La campagne électorale pour la présidentielle du 29 octobre s’est ouverte en Tanzanie dans un climat politique très contrôlé. Alors que le principal parti d’opposition, le Chadema, est écarté de la compétition, de petites formations tentent d’exister, mais elles peinent à incarner une véritable alternative.
Officiellement, la course oppose le parti au pouvoir, le CCM, à ses rivaux. Dans la réalité, le Chadema est déjà neutralisé : son leader, Tundu Lissu, est détenu depuis avril, accusé de trahison pour avoir réclamé des réformes électorales.
Dans ce paysage verrouillé, certains partis essaient de se démarquer. Le Chaumma a récemment lancé sa campagne présidentielle, renforcé par l’arrivée de militants déçus du Chadema. Mais il reste largement perçu comme proche du pouvoir, voire soutenu en coulisses par le CCM. L’ACT-Wazalendo, souvent présenté comme la deuxième force d’opposition, a vu son candidat, Luhaga Mpina — transfuge du CCM — disqualifié par la commission électorale pour irrégularités dans la procédure de nomination.
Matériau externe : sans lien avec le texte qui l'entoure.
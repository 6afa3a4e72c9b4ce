//! The byte-based tokenizer (lexer).
//!
//! This module consumes the raw input `&str` (as `&[u8]`) and produces a
//! lazy sequence of `Token`s, one logical unit at a time, never looking
//! back. Lexical failures are signaled structurally: the tokenizer emits
//! a single `Invalid` token and closes the sequence instead of panicking
//! or returning an error type.

use crate::error::LexicalErrorKind;
use crate::token::{Token, TokenKind};
use crate::value::Number;
use memchr::memchr;
use std::str;

// --- The Lookup Table (LUT) ---
// A 256-entry array lets us classify any byte with a single,
// branchless lookup.
pub(crate) const W: u8 = 1; // Whitespace
pub(crate) const S: u8 = 2; // Structural
pub(crate) const L: u8 = 3; // Keyword
pub(crate) const D: u8 = 4; // Digit
pub(crate) const Q: u8 = 5; // Quote

static BYTE_PROPERTIES: [u8; 256] = {
    let mut table = [0; 256];
    // 1: Whitespace (the ASCII whitespace set)
    table[b' ' as usize] = W;
    table[b'\n' as usize] = W;
    table[b'\r' as usize] = W;
    table[b'\t' as usize] = W;
    table[0x0b] = W; // vertical tab
    table[0x0c] = W; // form feed

    // 2: Structural
    table[b'{' as usize] = S;
    table[b'}' as usize] = S;
    table[b'[' as usize] = S;
    table[b']' as usize] = S;
    table[b':' as usize] = S;
    table[b',' as usize] = S;

    // 3: Keyword (true, false, null)
    table[b't' as usize] = L;
    table[b'f' as usize] = L;
    table[b'n' as usize] = L;

    // 5: Quote
    table[b'"' as usize] = Q;

    // 4: Digit (and '-')
    table[b'-' as usize] = D;
    table[b'0' as usize] = D;
    table[b'1' as usize] = D;
    table[b'2' as usize] = D;
    table[b'3' as usize] = D;
    table[b'4' as usize] = D;
    table[b'5' as usize] = D;
    table[b'6' as usize] = D;
    table[b'7' as usize] = D;
    table[b'8' as usize] = D;
    table[b'9' as usize] = D;

    // 0: All other bytes cannot start a token
    table
};

/// The tokenizer (lexer).
///
/// An `Iterator<Item = Token>` over the input text. The sequence is
/// finite and ends with exactly one of two terminal tokens: `EndOfInput`
/// when the text is exhausted cleanly, or `Invalid` on the first lexical
/// error. After either, the iterator only returns `None`; a fresh
/// `Tokenizer` is required to re-scan.
///
/// It operates on raw bytes (`&[u8]`), using a lookup table
/// (`BYTE_PROPERTIES`) to classify bytes and `memchr` for fast
/// string scanning.
pub struct Tokenizer<'a> {
    /// The raw byte slice of the input text.
    bytes: &'a [u8],
    /// The current position (index) in the `bytes` slice.
    cursor: usize,
    /// The current line number (1-indexed) for error reporting.
    line: usize,
    /// The current column number (1-indexed) for error reporting.
    column: usize,
    /// Set once a terminal token (`EndOfInput` or `Invalid`) has been
    /// emitted.
    done: bool,
}

impl<'a> Tokenizer<'a> {
    /// Creates a new `Tokenizer` over an input string.
    pub fn new(input: &'a str) -> Self {
        Tokenizer {
            bytes: input.as_bytes(),
            cursor: 0,
            line: 1,
            column: 1,
            done: false,
        }
    }

    /// The performance-critical whitespace skipping function.
    /// Uses the LUT to check byte properties in a branchless way.
    #[inline]
    fn skip_whitespace(&mut self) {
        while let Some(&byte) = self.bytes.get(self.cursor) {
            // This is the hot loop: a single array lookup and comparison.
            if BYTE_PROPERTIES[byte as usize] != W {
                break;
            }

            if byte == b'\n' {
                self.line += 1;
                self.column = 1;
            } else {
                self.column += 1;
            }
            self.cursor += 1;
        }
    }

    /// Advances the cursor by one byte, updating line/col.
    /// Assumes the cursor is not at the end.
    #[inline]
    fn advance_byte(&mut self) {
        if self.bytes[self.cursor] == b'\n' {
            self.line += 1;
            self.column = 1;
        } else {
            self.column += 1;
        }
        self.cursor += 1;
    }

    /// Advances the cursor by `n` bytes, updating line/col for each.
    #[inline]
    fn advance_by(&mut self, n: usize) {
        for _ in 0..n {
            self.advance_byte();
        }
    }

    /// Consumes a run of ASCII digits and returns how many were consumed.
    fn consume_digits(&mut self) -> usize {
        let mut count = 0;
        while let Some(&byte) = self.bytes.get(self.cursor) {
            if !byte.is_ascii_digit() {
                break;
            }
            self.advance_byte();
            count += 1;
        }
        count
    }

    /// Lexes a keyword (`true`, `false`, `null`) by exact match.
    ///
    /// A partial match is a lexical error; no prefix is consumed.
    fn lex_keyword(&mut self, expected: &'static str, kind: TokenKind) -> TokenKind {
        let end = self.cursor + expected.len();
        if self.bytes.get(self.cursor..end) == Some(expected.as_bytes()) {
            self.advance_by(expected.len());
            kind
        } else {
            TokenKind::Invalid(LexicalErrorKind::MalformedKeyword(expected))
        }
    }

    /// Lexes a string literal: the shortest run of bytes between the
    /// opening quote and the next quote, scanned with `memchr`.
    ///
    /// No escape sequences are interpreted. A backslash is ordinary
    /// content, which means a backslash-escaped quote terminates the
    /// literal early; the bytes after it are lexed as whatever they look
    /// like on their own.
    fn lex_string(&mut self) -> TokenKind {
        self.advance_byte(); // Consume the opening '"'

        match memchr(b'"', &self.bytes[self.cursor..]) {
            Some(len) => {
                let content = &self.bytes[self.cursor..self.cursor + len];
                // The input came from a &str and '"' is ASCII, so the
                // slice between two quotes is always valid UTF-8.
                let text = unsafe { str::from_utf8_unchecked(content) }.to_owned();
                self.advance_by(len); // Walk the content to count newlines
                self.advance_byte(); // Consume the closing '"'
                TokenKind::String(text)
            }
            None => {
                self.cursor = self.bytes.len();
                TokenKind::Invalid(LexicalErrorKind::UnterminatedString)
            }
        }
    }

    /// Lexes a number literal: an optional `-`, one or more digits, then
    /// optionally a `.` followed by one or more digits. No exponents.
    ///
    /// The integer/float tag is decided purely by the presence of the
    /// decimal point. A `.` not followed by a digit is not part of the
    /// number; the number ends before it.
    fn lex_number(&mut self) -> TokenKind {
        let start = self.cursor;
        if self.bytes.get(self.cursor) == Some(&b'-') {
            self.advance_byte();
        }
        if self.consume_digits() == 0 {
            return TokenKind::Invalid(LexicalErrorKind::MalformedNumber);
        }

        let mut is_fractional = false;
        if self.bytes.get(self.cursor) == Some(&b'.')
            && self.bytes.get(self.cursor + 1).is_some_and(|b| b.is_ascii_digit())
        {
            self.advance_byte(); // Consume the '.'
            self.consume_digits();
            is_fractional = true;
        }

        // The slice is pure ASCII ('-', '.', digits).
        let text = unsafe { str::from_utf8_unchecked(&self.bytes[start..self.cursor]) };

        if is_fractional {
            match text.parse::<f64>() {
                Ok(n) => TokenKind::Number(Number::Float(n)),
                Err(_) => TokenKind::Invalid(LexicalErrorKind::MalformedNumber),
            }
        } else {
            match text.parse::<i64>() {
                Ok(n) => TokenKind::Number(Number::Int(n)),
                // An integer literal too large for i64 keeps its value as
                // closely as f64 allows.
                Err(_) => match text.parse::<f64>() {
                    Ok(n) => TokenKind::Number(Number::Float(n)),
                    Err(_) => TokenKind::Invalid(LexicalErrorKind::MalformedNumber),
                },
            }
        }
    }
}

impl<'a> Iterator for Tokenizer<'a> {
    type Item = Token;

    /// Produces the next `Token` from the input.
    fn next(&mut self) -> Option<Token> {
        if self.done {
            return None;
        }

        // 1. Skip all insignificant whitespace.
        self.skip_whitespace();

        // 2. Record the token's start position.
        let (line, column) = (self.line, self.column);

        // 3. Peek at the next byte to decide what to lex.
        let byte = match self.bytes.get(self.cursor) {
            Some(&b) => b,
            None => {
                // Clean end of input: exactly one EndOfInput token.
                self.done = true;
                return Some(Token {
                    kind: TokenKind::EndOfInput,
                    line,
                    column,
                });
            }
        };

        // 4. Use the LUT to dispatch to the right lexer.
        let kind = match BYTE_PROPERTIES[byte as usize] {
            S => {
                self.advance_byte();
                match byte {
                    b'{' => TokenKind::LeftBrace,
                    b'}' => TokenKind::RightBrace,
                    b'[' => TokenKind::LeftBracket,
                    b']' => TokenKind::RightBracket,
                    b':' => TokenKind::Colon,
                    b',' => TokenKind::Comma,
                    _ => unreachable!(), // LUT guarantees this
                }
            }
            L => match byte {
                b't' => self.lex_keyword("true", TokenKind::Boolean(true)),
                b'f' => self.lex_keyword("false", TokenKind::Boolean(false)),
                b'n' => self.lex_keyword("null", TokenKind::Null),
                _ => unreachable!(), // LUT guarantees this
            },
            D => self.lex_number(),
            Q => self.lex_string(),
            // Whitespace was skipped above, so class 0 is the only
            // remaining possibility: a byte that cannot start a token.
            _ => TokenKind::Invalid(LexicalErrorKind::UnexpectedCharacter(byte as char)),
        };

        // 5. An Invalid token closes the sequence.
        if matches!(kind, TokenKind::Invalid(_)) {
            self.done = true;
        }

        Some(Token { kind, line, column })
    }
}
Des formations assimilées à des satellites du pouvoir
La présence de ces petites formations ne convainc pas une partie de l’opinion publique, qui estime qu’elles servent davantage à donner l’image d’un pluralisme qu’à proposer une alternative crédible. Sur les dix-huit partis officiellement enregistrés, la plupart sont considérés comme des relais du CCM, qui domine la vie politique tanzanienne depuis 1977.
Sous la présidence de Samia Suluhu Hassan, le CCM s’avance donc vers une élection sans véritable rival, alimentant les craintes d’une partie de la société civile qui redoute un scrutin verrouillé et joué d’avance.
La présidentielle concernera également Zanzibar, où l’ACT-Wazalendo participe à un gouvernement d’union nationale avec le CCM. Mais même sur l’archipel, où l’opposition bénéficie d’une base militante solide, sa marge de manœuvre reste limitée.